Les mobilisations et les initiatives citoyennes de ces dernières années, sur des enjeux tels que les organismes génétiquement modifiés, les déchets et rejets nucléaires, Internet, le sida, l’amiante, les pollutions chimiques, les brevets, etc., témoignent à l’évidence du passage d’un rapport de délégation à une demande de participation. Après la première phase de la décennie post 1968, les années 1990 - la crise de 1986 autour des retombées radioactives de l’accident de Tchernobyl en France en étant l’événement précurseur - marquent en France une seconde phase de mise en politique de la science et de la technique.

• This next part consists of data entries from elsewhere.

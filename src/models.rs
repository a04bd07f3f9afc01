use serde::{Deserialize, Serialize};

use crate::error::{IconError, Result};

#[derive(Debug, Clone, Copy, PartialEq, Eq, Hash)]
pub enum Variant {
    /// Gradient panel, white bars, white badge with orange chevron.
    Standard,
    /// Transparent panel with white bars and a hollow badge, for compositing
    /// over the DMG window background.
    Cutout,
}

impl Variant {
    pub fn as_str(&self) -> &'static str {
        match self {
            Variant::Standard => "standard",
            Variant::Cutout => "cutout",
        }
    }

    pub fn parse(s: &str) -> Option<Self> {
        match s.trim().to_ascii_lowercase().as_str() {
            "standard" | "app" => Some(Variant::Standard),
            "cutout" | "dmg" | "drive" => Some(Variant::Cutout),
            _ => None,
        }
    }
}

#[derive(Debug, Clone, Copy, PartialEq, Eq)]
pub struct RenderRequest {
    target_size: u32,
    variant: Variant,
}

impl RenderRequest {
    pub fn new(target_size: u32, variant: Variant) -> Result<Self> {
        if target_size == 0 {
            return Err(IconError::InvalidArgument(
                "target size must be at least 1 pixel".to_string(),
            ));
        }
        Ok(Self { target_size, variant })
    }

    pub fn target_size(&self) -> u32 {
        self.target_size
    }

    pub fn variant(&self) -> Variant {
        self.variant
    }
}

/// One output file: base name (without `.png`) and square pixel size.
#[derive(Debug, Clone, Copy, PartialEq, Eq)]
pub struct IconTarget {
    pub name: &'static str,
    pub size: u32,
}

impl IconTarget {
    pub const fn new(name: &'static str, size: u32) -> Self {
        Self { name, size }
    }

    pub fn file_name(&self) -> String {
        format!("{}.png", self.name)
    }
}

// macOS AppIcon.appiconset: 16/32/128/256/512pt at 1x and 2x
pub const APP_ICON_TARGETS: [IconTarget; 10] = [
    IconTarget::new("icon_16x16", 16),
    IconTarget::new("icon_16x16@2x", 32),
    IconTarget::new("icon_32x32", 32),
    IconTarget::new("icon_32x32@2x", 64),
    IconTarget::new("icon_128x128", 128),
    IconTarget::new("icon_128x128@2x", 256),
    IconTarget::new("icon_256x256", 256),
    IconTarget::new("icon_256x256@2x", 512),
    IconTarget::new("icon_512x512", 512),
    IconTarget::new("icon_512x512@2x", 1024),
];

pub const DMG_ICON_TARGETS: [IconTarget; 5] = [
    IconTarget::new("dmg-icon_16x16", 16),
    IconTarget::new("dmg-icon_32x32", 32),
    IconTarget::new("dmg-icon_128x128", 128),
    IconTarget::new("dmg-icon_256x256", 256),
    IconTarget::new("dmg-icon_512x512", 512),
];

/// iconutil slot file name -> DMG icon it is copied from.
pub const ICONSET_SLOTS: [(&str, &str); 8] = [
    ("icon_16x16.png", "dmg-icon_16x16"),
    ("icon_16x16@2x.png", "dmg-icon_32x32"),
    ("icon_32x32.png", "dmg-icon_32x32"),
    ("icon_128x128.png", "dmg-icon_128x128"),
    ("icon_128x128@2x.png", "dmg-icon_256x256"),
    ("icon_256x256.png", "dmg-icon_256x256"),
    ("icon_256x256@2x.png", "dmg-icon_512x512"),
    ("icon_512x512.png", "dmg-icon_512x512"),
];

/// `Contents.json` of an Xcode asset catalog icon set.
#[derive(Debug, Clone, PartialEq, Serialize, Deserialize)]
pub struct AssetCatalog {
    pub images: Vec<AssetImage>,
    pub info: AssetInfo,
}

#[derive(Debug, Clone, PartialEq, Serialize, Deserialize)]
pub struct AssetImage {
    pub filename: String,
    pub idiom: String,
    pub scale: String,
    pub size: String,
}

#[derive(Debug, Clone, PartialEq, Serialize, Deserialize)]
pub struct AssetInfo {
    pub author: String,
    pub version: u32,
}

impl AssetCatalog {
    /// Describe app icon targets named `icon_<pt>x<pt>[@2x]`.
    pub fn for_targets(targets: &[IconTarget]) -> Self {
        let images = targets
            .iter()
            .map(|t| {
                let (points, scale) = match t.name.strip_suffix("@2x") {
                    Some(base) => (base, "2x"),
                    None => (t.name, "1x"),
                };
                let size = points.trim_start_matches("icon_").to_string();
                AssetImage {
                    filename: t.file_name(),
                    idiom: "mac".to_string(),
                    scale: scale.to_string(),
                    size,
                }
            })
            .collect();
        Self {
            images,
            info: AssetInfo { author: "xcode".to_string(), version: 1 },
        }
    }
}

À la différence des années 1970, où les scientifiques engagés étaient moteurs de la mise en politique des choix scientifiques et techniques, les mobilisations mettent cette fois en scène de nouveaux acteurs collectifs de la société civile - associations, collectifs de victimes, etc.-, et de nouvelles arènes : l’arène judiciaire - où se tranchent de plus en plus les controverses - et l’arène médiatique - qui se saisit plus systématiquement de ces controverses, notamment lorsqu’elles sont portées devant la justice. Dans ce nouveau contexte, après l’intellectuel universel des Trente Glorieuses et l’intellectuel spécifique des années 1970, le modèle d’engagement public des chercheurs tend souvent vers la figure du « lanceur d’alerte » (Chateauraynaud, Torny 1999 ; Fondation sciences citoyennes 2005).

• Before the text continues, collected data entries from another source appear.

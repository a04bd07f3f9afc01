use std::fs;
use std::path::PathBuf;
use std::process::ExitCode;

use nowplaying_icons::logger::{log_error, log_line};
use nowplaying_icons::{IconError, RenderRequest, Variant, render_png};

// genicon [size] [standard|cutout] [out.png]
fn main() -> ExitCode {
    match run() {
        Ok(out) => {
            log_line(&format!("Wrote {}", out.display()));
            ExitCode::SUCCESS
        }
        Err(e) => {
            log_error("genicon", &e);
            ExitCode::FAILURE
        }
    }
}

fn run() -> Result<PathBuf, IconError> {
    let mut args = std::env::args().skip(1);
    let size = match args.next() {
        Some(s) => s
            .parse::<u32>()
            .map_err(|_| IconError::InvalidArgument(format!("size must be a positive integer, got '{}'", s)))?,
        None => 1024,
    };
    let variant = match args.next() {
        Some(v) => Variant::parse(&v)
            .ok_or_else(|| IconError::InvalidArgument(format!("unknown variant '{}'", v)))?,
        None => Variant::Standard,
    };
    let out = args
        .next()
        .map(PathBuf::from)
        .unwrap_or_else(|| PathBuf::from(format!("icon_{}_{}.png", variant.as_str(), size)));

    let png = render_png(&RenderRequest::new(size, variant)?)?;
    if let Some(dir) = out.parent().filter(|d| !d.as_os_str().is_empty()) {
        fs::create_dir_all(dir).map_err(|e| IconError::io(dir, e))?;
    }
    fs::write(&out, png).map_err(|e| IconError::io(&out, e))?;
    Ok(out)
}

Ces crises et ces mobilisations ont forcé le désenclavement des institutions scientifiques et des instances d’expertise. L’action publique s’est trouvée poussée, pour demeurer légitime, à établir de nouvelles passerelles avec les administrés : en témoigne la multiplication des discours sur la proximité et la floraison de processus délibératifs élargis aux représentants associatifs et aux citoyens ordinaires (Blondiaux, Sintomer 2002). À côté des conseils de quartier, rendus obligatoires par la loi de 2002 sur la « démocratie de proximité »[3], de la Commission nationale du débat public, créée en 1995, il s’agit, en ce qui concerne les sciences et les techniques, d’une part, des « États généraux » et autres « grands débats » - alimentation, santé, énergie, essais d’OGM en champs, etc. -, et, d’autre part, de l’importation en France du dispositif « conférence de citoyens », né au Danemark dans les années 1980. Les deux conférences de citoyens organisées en France - en 1998 sur les OGM et en 2002 sur le changement climatique - ont fait la preuve que des citoyens profanes, informés de façon sérieuse et pluraliste, sont à même de contrebalancer les différents lobbies et de compléter utilement les instances parlementaires ou d’expertise dans l’exploration des enjeux et de solutions d’intérêt général face à des problèmes socioscientifiques complexes (Marris, Joly 1999 ; Boy et al. 2000 ; Testart 2002).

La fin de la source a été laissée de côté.